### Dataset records
........

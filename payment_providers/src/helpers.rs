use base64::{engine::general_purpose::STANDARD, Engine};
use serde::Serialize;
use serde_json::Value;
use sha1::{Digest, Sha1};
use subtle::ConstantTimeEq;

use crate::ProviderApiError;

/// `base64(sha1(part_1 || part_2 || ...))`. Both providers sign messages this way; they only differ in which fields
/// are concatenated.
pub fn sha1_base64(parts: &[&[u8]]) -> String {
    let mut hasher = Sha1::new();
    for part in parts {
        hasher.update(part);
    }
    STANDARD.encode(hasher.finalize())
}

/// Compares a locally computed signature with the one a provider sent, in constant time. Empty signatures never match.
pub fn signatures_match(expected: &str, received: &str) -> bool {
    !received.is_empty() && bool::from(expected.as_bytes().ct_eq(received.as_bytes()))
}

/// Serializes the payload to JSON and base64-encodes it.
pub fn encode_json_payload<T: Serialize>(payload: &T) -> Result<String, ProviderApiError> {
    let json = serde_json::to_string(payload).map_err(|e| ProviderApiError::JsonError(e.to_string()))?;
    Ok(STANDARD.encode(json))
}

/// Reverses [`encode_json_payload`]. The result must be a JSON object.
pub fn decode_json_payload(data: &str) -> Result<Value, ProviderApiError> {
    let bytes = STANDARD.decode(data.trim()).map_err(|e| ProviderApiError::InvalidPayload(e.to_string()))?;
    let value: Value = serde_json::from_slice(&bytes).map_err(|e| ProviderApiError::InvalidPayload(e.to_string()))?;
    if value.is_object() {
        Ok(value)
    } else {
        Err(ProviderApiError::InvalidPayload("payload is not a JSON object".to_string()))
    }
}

........

Could you retype exactly the lines from the one containing "STANDARD.encode(hasher.finalize())" through the final line of the data above, and no others?

### REPLY TO THE EXERCISE
    STANDARD.encode(hasher.finalize())
}

/// Compares a locally computed signature with the one a provider sent, in constant time. Empty signatures never match.
pub fn signatures_match(expected: &str, received: &str) -> bool {
    !received.is_empty() && bool::from(expected.as_bytes().ct_eq(received.as_bytes()))
}

/// Serializes the payload to JSON and base64-encodes it.
pub fn encode_json_payload<T: Serialize>(payload: &T) -> Result<String, ProviderApiError> {
    let json = serde_json::to_string(payload).map_err(|e| ProviderApiError::JsonError(e.to_string()))?;
    Ok(STANDARD.encode(json))
}

/// Reverses [`encode_json_payload`]. The result must be a JSON object.
pub fn decode_json_payload(data: &str) -> Result<Value, ProviderApiError> {
    let bytes = STANDARD.decode(data.trim()).map_err(|e| ProviderApiError::InvalidPayload(e.to_string()))?;
    let value: Value = serde_json::from_slice(&bytes).map_err(|e| ProviderApiError::InvalidPayload(e.to_string()))?;
    if value.is_object() {
        Ok(value)
    } else {
        Err(ProviderApiError::InvalidPayload("payload is not a JSON object".to_string()))
    }
}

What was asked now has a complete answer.